[Supplied records — start]

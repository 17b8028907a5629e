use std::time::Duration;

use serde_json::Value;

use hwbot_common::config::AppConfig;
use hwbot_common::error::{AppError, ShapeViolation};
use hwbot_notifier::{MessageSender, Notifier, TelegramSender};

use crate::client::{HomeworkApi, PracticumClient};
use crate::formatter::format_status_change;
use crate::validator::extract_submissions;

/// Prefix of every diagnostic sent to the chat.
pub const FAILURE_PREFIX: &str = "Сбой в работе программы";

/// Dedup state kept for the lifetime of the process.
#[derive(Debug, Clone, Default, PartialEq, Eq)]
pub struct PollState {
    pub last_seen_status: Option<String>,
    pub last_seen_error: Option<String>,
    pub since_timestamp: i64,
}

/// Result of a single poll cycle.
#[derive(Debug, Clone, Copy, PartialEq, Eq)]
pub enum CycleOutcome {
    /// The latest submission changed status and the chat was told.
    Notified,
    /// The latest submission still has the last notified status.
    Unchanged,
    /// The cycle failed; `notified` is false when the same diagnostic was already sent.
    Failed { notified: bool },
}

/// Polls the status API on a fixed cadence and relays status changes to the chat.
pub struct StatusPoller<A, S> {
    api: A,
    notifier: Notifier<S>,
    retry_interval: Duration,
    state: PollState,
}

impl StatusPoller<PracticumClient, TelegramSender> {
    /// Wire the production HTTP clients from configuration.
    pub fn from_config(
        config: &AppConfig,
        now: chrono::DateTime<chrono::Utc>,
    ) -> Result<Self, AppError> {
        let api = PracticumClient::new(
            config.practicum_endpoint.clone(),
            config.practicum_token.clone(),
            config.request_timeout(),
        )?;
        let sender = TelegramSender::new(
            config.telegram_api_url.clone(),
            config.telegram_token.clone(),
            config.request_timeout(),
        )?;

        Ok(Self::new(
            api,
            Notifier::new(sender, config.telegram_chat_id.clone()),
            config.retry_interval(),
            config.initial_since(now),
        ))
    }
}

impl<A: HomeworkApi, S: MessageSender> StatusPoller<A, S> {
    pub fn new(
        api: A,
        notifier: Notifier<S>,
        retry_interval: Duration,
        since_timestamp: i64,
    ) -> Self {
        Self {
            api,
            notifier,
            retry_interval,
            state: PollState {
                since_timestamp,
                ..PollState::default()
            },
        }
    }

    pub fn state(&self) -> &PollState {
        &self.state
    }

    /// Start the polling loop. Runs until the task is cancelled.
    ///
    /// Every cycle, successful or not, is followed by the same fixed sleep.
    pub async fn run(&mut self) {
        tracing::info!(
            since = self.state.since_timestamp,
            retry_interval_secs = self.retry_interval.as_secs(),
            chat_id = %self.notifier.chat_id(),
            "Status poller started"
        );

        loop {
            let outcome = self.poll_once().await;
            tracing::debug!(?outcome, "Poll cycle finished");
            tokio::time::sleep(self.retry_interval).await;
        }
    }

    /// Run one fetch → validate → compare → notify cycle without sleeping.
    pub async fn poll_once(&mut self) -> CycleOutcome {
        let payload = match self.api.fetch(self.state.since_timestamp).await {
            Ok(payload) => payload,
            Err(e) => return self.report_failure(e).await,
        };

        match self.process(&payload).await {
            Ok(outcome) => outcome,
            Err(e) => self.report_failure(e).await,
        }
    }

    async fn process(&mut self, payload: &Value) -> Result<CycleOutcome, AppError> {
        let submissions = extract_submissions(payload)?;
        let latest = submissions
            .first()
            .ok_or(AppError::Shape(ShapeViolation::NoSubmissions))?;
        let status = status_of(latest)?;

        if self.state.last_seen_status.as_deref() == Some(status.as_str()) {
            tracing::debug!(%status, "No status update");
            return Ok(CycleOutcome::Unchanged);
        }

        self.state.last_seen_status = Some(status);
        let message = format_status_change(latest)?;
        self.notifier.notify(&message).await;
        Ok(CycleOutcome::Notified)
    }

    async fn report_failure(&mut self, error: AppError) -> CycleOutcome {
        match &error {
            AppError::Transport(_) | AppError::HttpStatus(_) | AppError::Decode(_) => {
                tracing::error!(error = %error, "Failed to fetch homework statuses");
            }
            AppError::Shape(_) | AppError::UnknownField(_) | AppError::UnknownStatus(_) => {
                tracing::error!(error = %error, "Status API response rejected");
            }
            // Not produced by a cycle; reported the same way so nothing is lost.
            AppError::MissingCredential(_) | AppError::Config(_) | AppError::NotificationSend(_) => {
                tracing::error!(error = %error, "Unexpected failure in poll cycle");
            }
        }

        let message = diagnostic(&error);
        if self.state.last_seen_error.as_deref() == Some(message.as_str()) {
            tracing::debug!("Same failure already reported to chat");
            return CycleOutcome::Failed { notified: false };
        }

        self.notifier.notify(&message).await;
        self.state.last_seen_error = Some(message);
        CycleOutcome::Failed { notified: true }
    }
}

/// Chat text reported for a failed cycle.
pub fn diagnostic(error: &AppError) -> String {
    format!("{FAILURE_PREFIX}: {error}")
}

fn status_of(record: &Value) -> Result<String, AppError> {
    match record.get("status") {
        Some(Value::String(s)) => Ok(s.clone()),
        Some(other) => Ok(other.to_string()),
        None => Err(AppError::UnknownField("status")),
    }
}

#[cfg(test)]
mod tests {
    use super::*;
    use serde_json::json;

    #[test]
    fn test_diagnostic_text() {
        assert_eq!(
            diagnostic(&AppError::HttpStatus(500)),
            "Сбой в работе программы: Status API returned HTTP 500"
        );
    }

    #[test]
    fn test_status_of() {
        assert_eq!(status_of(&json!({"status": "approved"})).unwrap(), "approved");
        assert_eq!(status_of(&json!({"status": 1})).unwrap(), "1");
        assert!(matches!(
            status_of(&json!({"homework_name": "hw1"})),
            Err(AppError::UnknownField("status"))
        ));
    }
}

[Supplied records — finish]
[Supplied records — start]

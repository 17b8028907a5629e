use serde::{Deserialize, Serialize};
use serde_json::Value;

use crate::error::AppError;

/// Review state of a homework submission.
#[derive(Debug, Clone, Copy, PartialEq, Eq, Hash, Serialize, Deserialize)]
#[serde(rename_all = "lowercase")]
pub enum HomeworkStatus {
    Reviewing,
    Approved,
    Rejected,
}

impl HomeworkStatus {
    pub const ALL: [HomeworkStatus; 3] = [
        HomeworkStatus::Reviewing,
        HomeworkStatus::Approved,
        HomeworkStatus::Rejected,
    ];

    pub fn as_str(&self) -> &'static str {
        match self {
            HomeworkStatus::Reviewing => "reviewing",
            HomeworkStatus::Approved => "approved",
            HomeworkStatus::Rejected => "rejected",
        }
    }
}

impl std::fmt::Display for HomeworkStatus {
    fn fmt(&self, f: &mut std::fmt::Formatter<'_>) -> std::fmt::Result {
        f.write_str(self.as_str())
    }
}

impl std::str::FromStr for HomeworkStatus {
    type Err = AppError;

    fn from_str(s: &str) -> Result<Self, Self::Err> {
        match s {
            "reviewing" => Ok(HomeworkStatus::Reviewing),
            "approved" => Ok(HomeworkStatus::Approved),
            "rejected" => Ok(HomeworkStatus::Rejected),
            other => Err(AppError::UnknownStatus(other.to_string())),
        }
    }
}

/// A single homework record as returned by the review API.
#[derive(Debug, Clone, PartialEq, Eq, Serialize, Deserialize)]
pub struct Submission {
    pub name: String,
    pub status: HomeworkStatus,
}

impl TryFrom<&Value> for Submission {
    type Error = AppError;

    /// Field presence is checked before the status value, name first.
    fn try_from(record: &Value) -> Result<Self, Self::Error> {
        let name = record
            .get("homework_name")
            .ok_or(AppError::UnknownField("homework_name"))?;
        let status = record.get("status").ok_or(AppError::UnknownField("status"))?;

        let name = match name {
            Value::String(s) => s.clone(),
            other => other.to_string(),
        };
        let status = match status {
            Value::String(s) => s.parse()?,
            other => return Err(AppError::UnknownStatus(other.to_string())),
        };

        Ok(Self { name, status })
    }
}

[Supplied records — finish]
[Supplied records — start]

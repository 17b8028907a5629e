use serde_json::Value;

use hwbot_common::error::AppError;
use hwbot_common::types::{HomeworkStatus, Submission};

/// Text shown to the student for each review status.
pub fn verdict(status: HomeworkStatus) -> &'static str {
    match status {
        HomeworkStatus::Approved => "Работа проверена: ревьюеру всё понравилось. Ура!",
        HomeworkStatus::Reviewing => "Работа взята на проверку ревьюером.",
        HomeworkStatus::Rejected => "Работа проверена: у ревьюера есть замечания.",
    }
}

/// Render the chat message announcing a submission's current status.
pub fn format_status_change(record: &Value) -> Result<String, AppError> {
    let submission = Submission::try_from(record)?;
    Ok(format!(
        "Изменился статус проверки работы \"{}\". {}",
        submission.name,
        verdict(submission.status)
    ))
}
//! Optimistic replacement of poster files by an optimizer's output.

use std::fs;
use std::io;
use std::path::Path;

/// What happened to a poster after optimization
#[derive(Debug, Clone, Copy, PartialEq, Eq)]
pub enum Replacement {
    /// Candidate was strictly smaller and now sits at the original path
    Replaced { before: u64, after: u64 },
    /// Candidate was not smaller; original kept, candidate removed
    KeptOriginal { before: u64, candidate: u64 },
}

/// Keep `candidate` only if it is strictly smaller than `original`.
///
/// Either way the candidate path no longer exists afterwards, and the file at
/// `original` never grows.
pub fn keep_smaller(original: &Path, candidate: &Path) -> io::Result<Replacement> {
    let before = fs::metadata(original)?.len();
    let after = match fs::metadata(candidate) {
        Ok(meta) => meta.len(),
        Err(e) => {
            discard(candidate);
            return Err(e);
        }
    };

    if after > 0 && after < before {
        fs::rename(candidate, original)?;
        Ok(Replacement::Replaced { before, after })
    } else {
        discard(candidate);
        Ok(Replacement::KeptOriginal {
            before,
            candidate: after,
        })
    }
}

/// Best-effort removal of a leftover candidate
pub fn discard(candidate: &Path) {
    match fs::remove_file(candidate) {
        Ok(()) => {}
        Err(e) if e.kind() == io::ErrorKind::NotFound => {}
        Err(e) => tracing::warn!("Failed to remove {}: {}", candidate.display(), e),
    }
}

[Supplied records — finish]

Your objective: Whenever the word "UnknownStatus" shows up in a line, that line counts. Say how many lines of the data count, giving the number alone.

Worked solution: 3